Pakistani American journalist and television correspondent

Hena Doba is a Pakistani American broadcast journalist for NewsNation. Doba had previously worked for CBS News, where she anchored The National Desk with Hena Doba after working as a national correspondent. She then worked as a correspondent and anchor for Cheddar News, a financial news network.

== Early life ==
Hena Doba was born in Jackson Heights, Queens to Tahmina Faraz and Agha M. Zulfiquar. Doba has three younger sisters. She is a first generation Pakistani American. As a child, her parents raised her speaking Urdu. Throughout her childhood, she lived in many neighborhoods throughout Queens, including Jamaica, Elmhurst, College Point, Rosedale and Jackson Heights. She graduated from Flushing High School.

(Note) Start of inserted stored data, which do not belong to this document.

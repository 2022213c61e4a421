//! Per-member display preferences (emoji identity).

mod repository;

pub use repository::{MemberDirectory, PreferenceRepository, UserPreference};
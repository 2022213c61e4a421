//! Date/time utilities for housebot.

use chrono::{DateTime, Datelike, NaiveDate, NaiveDateTime, Utc};
use chrono_tz::Tz;

/// Format used for dates in list replies.
pub const DATE_FORMAT: &str = "%Y/%m/%d";

/// Format used for date and time in list replies.
pub const DATETIME_FORMAT: &str = "%Y/%m/%d %H:%M";

/// Parse a timestamp as stored in the database.
///
/// Accepts RFC3339 and SQLite's `YYYY-MM-DD HH:MM:SS` (assumed UTC).
pub fn parse_db_datetime(s: &str) -> Option<DateTime<Utc>> {
    if let Ok(dt) = DateTime::parse_from_rfc3339(s) {
        return Some(dt.with_timezone(&Utc));
    }
    NaiveDateTime::parse_from_str(s, "%Y-%m-%d %H:%M:%S")
        .ok()
        .map(|naive| naive.and_utc())
}

/// Format a UTC timestamp in the given timezone.
pub fn format_in_tz(dt: &DateTime<Utc>, tz: Tz, format: &str) -> String {
    dt.with_timezone(&tz).format(format).to_string()
}

/// Today's calendar date in the given timezone.
pub fn local_today(tz: Tz) -> NaiveDate {
    Utc::now().with_timezone(&tz).date_naive()
}

/// Rent due date within a month.
///
/// A rent day past the end of a short month lands on that month's last day.
fn rent_date(year: i32, month: u32, rent_day: u32) -> Option<NaiveDate> {
    (1..=rent_day)
        .rev()
        .find_map(|day| NaiveDate::from_ymd_opt(year, month, day))
}

/// Number of days from `today` until the next rent day.
///
/// The rent day itself counts as "not yet past" and yields 0; the countdown
/// rolls over to next month only once the day has strictly passed.
/// Returns `None` when `rent_day` is 0.
pub fn days_until_rent(today: NaiveDate, rent_day: u32) -> Option<i64> {
    let this_month = rent_date(today.year(), today.month(), rent_day)?;

    let due = if today > this_month {
        let (year, month) = if today.month() == 12 {
            (today.year() + 1, 1)
        } else {
            (today.year(), today.month() + 1)
        };
        rent_date(year, month, rent_day)?
    } else {
        this_month
    };

    Some((due - today).num_days())
}

/// English ordinal for a day of the month ("1st", "22nd", "27th").
pub fn ordinal(day: u32) -> String {
    let suffix = match (day % 10, day % 100) {
        (_, 11..=13) => "th",
        (1, _) => "st",
        (2, _) => "nd",
        (3, _) => "rd",
        _ => "th",
    };
    format!("{day}{suffix}")
}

Before entering college, Doba planned to become a psychologist, but discovered her passion for journalism by writing for The Spectrum, SUNY Buffalo's school paper. She was feature editor. She graduated with a Bachelor's degree in psychology and English in 2002.

== Career ==
Two days after her college graduation, Doba was hired as a producer for Newswatch 50, a local TV station in Watertown, New York City. Doba first went on air during the September 11 attacks. She was home visiting her family in Queens and, as she stated in an interview, "picked up a camcorder and started walking the streets of Queens." At the start of her career, broadcast news was not diverse, leading to racist backlash against Doba. Among other incidents, Doba recalled her news director receiving emails that said things like "Why is the terrorist telling us the news?"

Following her stint at the local news station, Doba moved to work at a station in Savannah, Georgia. Later, she joined WFSB TV in Hartford, Connecticut, where she was the weekend anchor.

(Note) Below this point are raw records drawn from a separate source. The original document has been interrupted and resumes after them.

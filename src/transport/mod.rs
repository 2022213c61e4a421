//! Chat transport abstraction.
//!
//! The bot only needs to pull incoming text messages and push text replies;
//! anything that can do both can drive it.

mod telegram;

pub use telegram::TelegramTransport;

use async_trait::async_trait;

use crate::expense::ParticipantId;
use crate::Result;

/// The person who sent a message.
#[derive(Debug, Clone, PartialEq, Eq)]
pub struct Sender {
    /// Stable user id on the chat service.
    pub id: ParticipantId,
    /// Username (handle), if the user has one.
    pub username: Option<String>,
    /// First name, always present.
    pub first_name: String,
}

impl Sender {
    /// Create a sender with a username.
    pub fn new(id: ParticipantId, username: impl Into<String>) -> Self {
        let username = username.into();
        Self {
            id,
            first_name: username.clone(),
            username: Some(username),
        }
    }

    /// Name used for records and replies: the username, else the first name.
    pub fn display_name(&self) -> &str {
        self.username.as_deref().unwrap_or(&self.first_name)
    }
}

/// A text message received from the chat service.
#[derive(Debug, Clone, PartialEq, Eq)]
pub struct IncomingMessage {
    /// Chat the reply goes to.
    pub chat_id: i64,
    /// Who sent it.
    pub sender: Sender,
    /// Raw message text.
    pub text: String,
}

/// Source of incoming messages and sink for replies.
#[async_trait]
pub trait ChatTransport: Send + Sync {
    /// Wait for the next batch of messages. May return an empty batch.
    async fn receive(&mut self) -> Result<Vec<IncomingMessage>>;

    /// Send a text reply to a chat.
    async fn reply(&self, chat_id: i64, text: &str) -> Result<()>;

    /// Tell the service that every received message has been handled.
    ///
    /// Called once on shutdown so handled messages are not delivered again
    /// after a restart.
    async fn acknowledge(&mut self) -> Result<()> {
        Ok(())
    }
}
use std::process::ExitCode;

use tracing::{error, info};

use housebot::{Bot, Config, Database, TelegramTransport};

#[tokio::main]
async fn main() -> ExitCode {
    // A missing .env file is fine
    let _ = dotenvy::dotenv();

    // Load configuration
    let config = match Config::load_with_env("config.toml") {
        Ok(config) => config,
        Err(e) => {
            eprintln!("Failed to load config.toml: {e}");
            eprintln!("Using default configuration.");
            let mut config = Config::default();
            config.apply_env_overrides();
            config
        }
    };

    // Initialize logging
    if let Err(e) = housebot::logging::init(&config.logging) {
        eprintln!("Failed to initialize logging: {e}");
        // Fall back to console-only logging
        housebot::logging::init_console_only(&config.logging.level);
    }

    if let Err(e) = config.validate_for_bot() {
        error!("Invalid configuration: {}", e);
        return ExitCode::FAILURE;
    }

    info!("Housebot - household chat bot");
    info!(
        "Household of {} (rent day {}, timezone {})",
        config.household.participant_count, config.household.rent_day, config.household.timezone
    );

    let db = match Database::open(&config.database.path).await {
        Ok(db) => db,
        Err(e) => {
            error!("Failed to open database: {}", e);
            return ExitCode::FAILURE;
        }
    };

    let transport = match TelegramTransport::new(&config.bot) {
        Ok(transport) => transport,
        Err(e) => {
            error!("Failed to create transport: {}", e);
            return ExitCode::FAILURE;
        }
    };

    let username = match transport.get_me().await {
        Ok(username) => username,
        Err(e) => {
            error!("Failed to look up bot username: {}", e);
            return ExitCode::FAILURE;
        }
    };
    info!("Connected as @{}", username);

    let mut bot = Bot::new(transport, db.clone(), config.household.clone()).with_username(username);
    bot.run(async {
        if let Err(e) = tokio::signal::ctrl_c().await {
            error!("Failed to listen for Ctrl-C: {}", e);
            std::future::pending::<()>().await;
        }
        info!("Shutdown requested");
    })
    .await;

    db.close().await;
    ExitCode::SUCCESS
}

Doba became the first person to anchor a national show at 4 a.m and was one of the first Pakistani Americans to anchor a show. She covered stories related to finance and politics throughout the US as a national correspondent. At CBS, Doba anchored The National Desk with Hena Doba.

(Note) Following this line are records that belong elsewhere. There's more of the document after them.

//! End-to-end command scenarios through the bot and an in-memory transport.

mod common;

use common::{household, say, test_bot, MemoryTransport};
use housebot::{Bot, Database};

#[tokio::test]
async fn test_balance_after_expenses() {
    let mut bot = test_bot(MemoryTransport::new(), household(3)).await;

    say(&mut bot, 1, "alice", "/setemoji 🍕").await;
    say(&mut bot, 2, "bob", "/setemoji 🐢").await;
    say(&mut bot, 1, "alice", "/addexpense 90 groceries").await;
    say(&mut bot, 2, "bob", "/addexpense 30 soap").await;

    let report = say(&mut bot, 3, "carol", "/balance").await;
    assert_eq!(
        report,
        "💰 Expense Balance Summary 💰\n\
         Total expenses: 120.00\n\
         Each person should contribute: 40.00\n\
         \n\
         💼 🍕 alice Paid 90.00, Balance: 50.00\n\
         💼 🐢 bob Paid 30.00, Balance: -10.00\n\
         \n\
         🧮 Who owes whom:\n\
         🔗 🐢 bob owes 🍕 alice 10.00"
    );
}

#[tokio::test]
async fn test_balance_with_roster_shows_non_payers() {
    let mut config = household(3);
    config.roster = vec![1, 2, 3];
    let mut bot = test_bot(MemoryTransport::new(), config).await;

    say(&mut bot, 1, "alice", "/addexpense 90 groceries").await;
    say(&mut bot, 2, "bob", "/addexpense 30 soap").await;

    let report = say(&mut bot, 1, "alice", "/balance").await;
    assert!(report.contains("💼 🤔 alice Paid 90.00, Balance: 50.00"));
    assert!(report.contains("💼 🤔 Paid 0.00, Balance: -40.00"));

    let transfers: Vec<&str> = report.lines().filter(|l| l.starts_with("🔗")).collect();
    assert_eq!(
        transfers,
        vec!["🔗 🤔 bob owes 🤔 alice 10.00", "🔗 🤔 owes 🤔 alice 40.00"]
    );
}

#[tokio::test]
async fn test_balance_everyone_settled() {
    let mut bot = test_bot(MemoryTransport::new(), household(3)).await;

    say(&mut bot, 1, "alice", "/addexpense 30 rent").await;
    say(&mut bot, 2, "bob", "/addexpense 30 power").await;
    say(&mut bot, 3, "carol", "/addexpense 30 internet").await;

    let report = say(&mut bot, 1, "alice", "/balance").await;
    assert!(report.ends_with("🧮 Who owes whom:\nEveryone is settled! 🎉"));
}

#[tokio::test]
async fn test_balance_with_no_expenses() {
    let mut bot = test_bot(MemoryTransport::new(), household(3)).await;

    let report = say(&mut bot, 1, "alice", "/balance").await;
    assert!(report.contains("Total expenses: 0.00"));
    assert!(report.contains("Each person should contribute: 0.00"));
    assert!(!report.contains("💼"));
    assert!(report.ends_with("Everyone is settled! 🎉"));
}

#[tokio::test]
async fn test_expense_reduces_payer_debt_first() {
    let mut bot = test_bot(MemoryTransport::new(), household(2)).await;

    say(&mut bot, 1, "alice", "/addexpense 30 rent").await;
    // bob owes 15 and pays 20: 15 covers the debt, 5 is new shared spend.
    let reply = say(&mut bot, 2, "bob", "/addexpense 20 water").await;
    assert_eq!(
        reply,
        "✅ Expense recorded: 20.00 for \"water\"\nRemaining amount to be split: 5.00"
    );

    // The full 20 is stored.
    let report = say(&mut bot, 1, "alice", "/balance").await;
    assert!(report.contains("Total expenses: 50.00"));
    assert!(report.contains("💼 🤔 bob Paid 20.00, Balance: -5.00"));
}

#[tokio::test]
async fn test_grocery_flow() {
    let mut bot = test_bot(MemoryTransport::new(), household(3)).await;

    assert_eq!(
        say(&mut bot, 1, "alice", "/grocerylist").await,
        "No grocery items have been added yet."
    );

    say(&mut bot, 2, "bob", "/setemoji 🐢").await;
    assert_eq!(
        say(&mut bot, 2, "bob", "/addgrocery milk").await,
        "🛒 Grocery item added: \"milk\""
    );
    say(&mut bot, 1, "alice", "/addgrocery eggs").await;

    let list = say(&mut bot, 1, "alice", "/grocerylist").await;
    let lines: Vec<&str> = list.lines().collect();
    assert_eq!(lines[0], "🛒 Grocery List 🛒");
    assert!(lines[1].starts_with("• eggs (added by 🤔 on "));
    assert!(lines[2].starts_with("• milk (added by 🐢 on "));

    // A case-different description does not clear the item.
    let reply = say(&mut bot, 1, "alice", "/addexpense 3 Milk").await;
    assert!(!reply.contains("removed from the list"));

    let reply = say(&mut bot, 1, "alice", "/addexpense 2,40 milk").await;
    assert!(reply.starts_with("✅ Expense recorded: 2.40 for \"milk\""));
    assert!(reply.ends_with("🛒 Grocery item \"milk\" has been removed from the list."));

    let list = say(&mut bot, 1, "alice", "/grocerylist").await;
    assert_eq!(list.lines().count(), 2);
    assert!(!list.contains("milk"));
}

#[tokio::test]
async fn test_chore_flow() {
    let mut bot = test_bot(MemoryTransport::new(), household(3)).await;

    assert_eq!(
        say(&mut bot, 1, "alice", "/addchore dishes").await,
        "✅ Chore recorded: \"dishes\""
    );
    assert_eq!(
        say(&mut bot, 1, "alice", "/assignchore @Bob trash").await,
        "✅ Chore assigned to @Bob: \"trash\""
    );
    assert_eq!(
        say(&mut bot, 1, "alice", "/assignchore Bob trash").await,
        "Please enter the chore assignment in the format: /assignchore @username <chore description>"
    );

    // Someone else cannot complete alice's chore.
    assert_eq!(
        say(&mut bot, 2, "bob", "/completechore dishes").await,
        "❌ Could not find a pending chore with the description: \"dishes\""
    );
    assert_eq!(
        say(&mut bot, 2, "bob", "/completechore trash").await,
        "✅ Chore marked as completed: \"trash\""
    );
    // Already completed.
    assert!(say(&mut bot, 2, "bob", "/completechore trash")
        .await
        .starts_with("❌ Could not find"));

    let list = say(&mut bot, 3, "carol", "/chorelist").await;
    let lines: Vec<&str> = list.lines().collect();
    assert_eq!(lines.len(), 2);
    assert_eq!(lines[0], "📝 Chore List:");
    assert!(lines[1].starts_with("1. dishes - 🤔 (Assigned on "));
}

#[tokio::test]
async fn test_showuser_lists_preferences() {
    let mut bot = test_bot(MemoryTransport::new(), household(3)).await;

    say(&mut bot, 2, "bob", "/setemoji 🐢").await;
    say(&mut bot, 1, "alice", "/setemoji 🍕").await;
    say(&mut bot, 1, "alice", "/setemoji 🌮").await;

    assert_eq!(
        say(&mut bot, 3, "carol", "/showuser").await,
        "👥 User Emoji List:\n🌮 - @alice - 1\n🐢 - @bob - 2"
    );
}

#[tokio::test]
async fn test_rentdays_reply_shape() {
    let mut bot = test_bot(MemoryTransport::new(), household(3)).await;

    let reply = say(&mut bot, 1, "alice", "/rentdays").await;
    let days: i64 = reply
        .strip_prefix("There are ")
        .and_then(|rest| rest.strip_suffix(" days left until the 27th."))
        .and_then(|n| n.parse().ok())
        .unwrap();
    assert!((0..=31).contains(&days));
}

#[tokio::test]
async fn test_help_and_unknown() {
    let mut bot = test_bot(MemoryTransport::new(), household(3)).await;

    let help = say(&mut bot, 1, "alice", "/start").await;
    assert!(help.contains("/addexpense <amount> <description>"));
    assert!(help.contains("/rentdays"));

    let unknown = say(&mut bot, 1, "alice", "/splitbill 10").await;
    assert_eq!(
        unknown,
        "Unknown command /splitbill. Try /help for the list of commands."
    );
}

#[tokio::test]
async fn test_records_survive_reopen() {
    let dir = tempfile::tempdir().unwrap();
    let path = dir.path().join("data").join("housebot.db");

    {
        let db = Database::open(&path).await.unwrap();
        let mut bot = Bot::new(MemoryTransport::new(), db.clone(), household(2));
        say(&mut bot, 1, "alice", "/setemoji 🍕").await;
        say(&mut bot, 1, "alice", "/addexpense 40 rent").await;
        db.close().await;
    }

    let db = Database::open(&path).await.unwrap();
    let mut bot = Bot::new(MemoryTransport::new(), db, household(2));
    let report = say(&mut bot, 2, "bob", "/balance").await;
    assert!(report.contains("💼 🍕 alice Paid 40.00, Balance: 20.00"));
}
//! Database module for housebot.
//!
//! Owns the SQLite connection pool and applies schema migrations.

mod schema;

pub use schema::MIGRATIONS;

use std::path::Path;
use std::time::Duration;

use sqlx::sqlite::{SqliteConnectOptions, SqliteJournalMode, SqlitePoolOptions};
use sqlx::SqlitePool;
use tracing::{debug, info};

use crate::{HousebotError, Result};

/// Connection pool type shared by all repositories.
pub type DbPool = SqlitePool;

/// Maximum pooled connections for an on-disk database.
const MAX_CONNECTIONS: u32 = 4;

/// Busy timeout for locked database files.
const BUSY_TIMEOUT: Duration = Duration::from_secs(5);

/// Database wrapper holding the pool.
///
/// Cloning is cheap; clones share the same pool.
#[derive(Clone)]
pub struct Database {
    pool: DbPool,
}

impl Database {
    /// Open (or create) the database at the given path and apply migrations.
    pub async fn open(path: impl AsRef<Path>) -> Result<Self> {
        let path = path.as_ref();
        info!("Opening database at {:?}", path);

        if let Some(parent) = path.parent() {
            if !parent.as_os_str().is_empty() && !parent.exists() {
                std::fs::create_dir_all(parent)?;
            }
        }

        let options = SqliteConnectOptions::new()
            .filename(path)
            .create_if_missing(true)
            .foreign_keys(true)
            .journal_mode(SqliteJournalMode::Wal)
            .busy_timeout(BUSY_TIMEOUT);

        let pool = SqlitePoolOptions::new()
            .max_connections(MAX_CONNECTIONS)
            .connect_with(options)
            .await
            .map_err(|e| HousebotError::Database(format!("failed to open database: {e}")))?;

        let db = Self { pool };
        db.migrate().await?;
        Ok(db)
    }

    /// Open an in-memory database for testing.
    ///
    /// Every in-memory connection is its own database, so the pool is pinned
    /// to a single connection that never expires.
    pub async fn open_in_memory() -> Result<Self> {
        debug!("Opening in-memory database");
        let options = SqliteConnectOptions::new()
            .in_memory(true)
            .foreign_keys(true);

        let pool = SqlitePoolOptions::new()
            .max_connections(1)
            .min_connections(1)
            .idle_timeout(None)
            .max_lifetime(None)
            .connect_with(options)
            .await
            .map_err(|e| HousebotError::Database(format!("failed to open database: {e}")))?;

        let db = Self { pool };
        db.migrate().await?;
        Ok(db)
    }

    /// Get a reference to the connection pool.
    pub fn pool(&self) -> &DbPool {
        &self.pool
    }

    /// Get the current schema version (0 for a fresh database).
    pub async fn schema_version(&self) -> Result<i64> {
        if !self.table_exists("schema_version").await? {
            return Ok(0);
        }

        let version: i64 = sqlx::query_scalar("SELECT COALESCE(MAX(version), 0) FROM schema_version")
            .fetch_one(&self.pool)
            .await?;
        Ok(version)
    }

    /// Apply pending migrations, each in its own transaction.
    pub async fn migrate(&self) -> Result<()> {
        let current_version = self.schema_version().await?;

        if current_version as usize >= MIGRATIONS.len() {
            debug!("Database is up to date (version {})", current_version);
            return Ok(());
        }

        info!(
            "Migrating database from version {} to {}",
            current_version,
            MIGRATIONS.len()
        );

        sqlx::query(
            "CREATE TABLE IF NOT EXISTS schema_version (
                version     INTEGER PRIMARY KEY,
                applied_at  TEXT NOT NULL DEFAULT (datetime('now'))
            )",
        )
        .execute(&self.pool)
        .await?;

        for (i, migration) in MIGRATIONS.iter().enumerate().skip(current_version as usize) {
            let version = (i + 1) as i64;
            debug!("Applying migration v{}", version);

            let mut tx = self.pool.begin().await?;
            sqlx::raw_sql(*migration).execute(&mut *tx).await?;
            sqlx::query("INSERT INTO schema_version (version) VALUES (?)")
                .bind(version)
                .execute(&mut *tx)
                .await?;
            tx.commit().await?;
        }

        info!(
            "Database migration complete (now at version {})",
            MIGRATIONS.len()
        );
        Ok(())
    }

    /// Check if a table exists.
    pub async fn table_exists(&self, table_name: &str) -> Result<bool> {
        let exists: bool = sqlx::query_scalar(
            "SELECT EXISTS(SELECT 1 FROM sqlite_master WHERE type = 'table' AND name = ?)",
        )
        .bind(table_name)
        .fetch_one(&self.pool)
        .await?;
        Ok(exists)
    }

    /// Close the pool, waiting for connections to be returned.
    pub async fn close(&self) {
        self.pool.close().await;
    }
}

impl std::fmt::Debug for Database {
    fn fmt(&self, f: &mut std::fmt::Formatter<'_>) -> std::fmt::Result {
        f.debug_struct("Database").finish()
    }
}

In 2019, Doba moved to Cheddar News, a financial news network, where she worked as a correspondent and anchor. According to Doba, she had greater creative control in selecting stories and interviewing guests.

In addition to her journalistic work, Doba worked as an adjunct professor at Capital Community College and the Connecticut School of Broadcasting for five years.

On January 11, 2024, Nexstar Media Group and NewsNation announced that Doba was hired to anchor the weekend edition of Morning in America. It debuted on January 27, 2024 and airs every weekend from 7 a.m. to 10 a.m. ET. In June 2026, Doba was moved to anchor NewsNation Prime Weekends, which airs from 8 to 11 p.m ET, replacing Natasha Zouves.

== Personal life ==
Doba is Muslim. In her free time, she enjoys boxing.

On January 23, 2016, she married Andrew Ronald Doba. They met in December 2013 at WFSB, a CBS affiliate station based in Hartford. He was a guest on a political show hosted by Doba's co-anchor, who introduced them.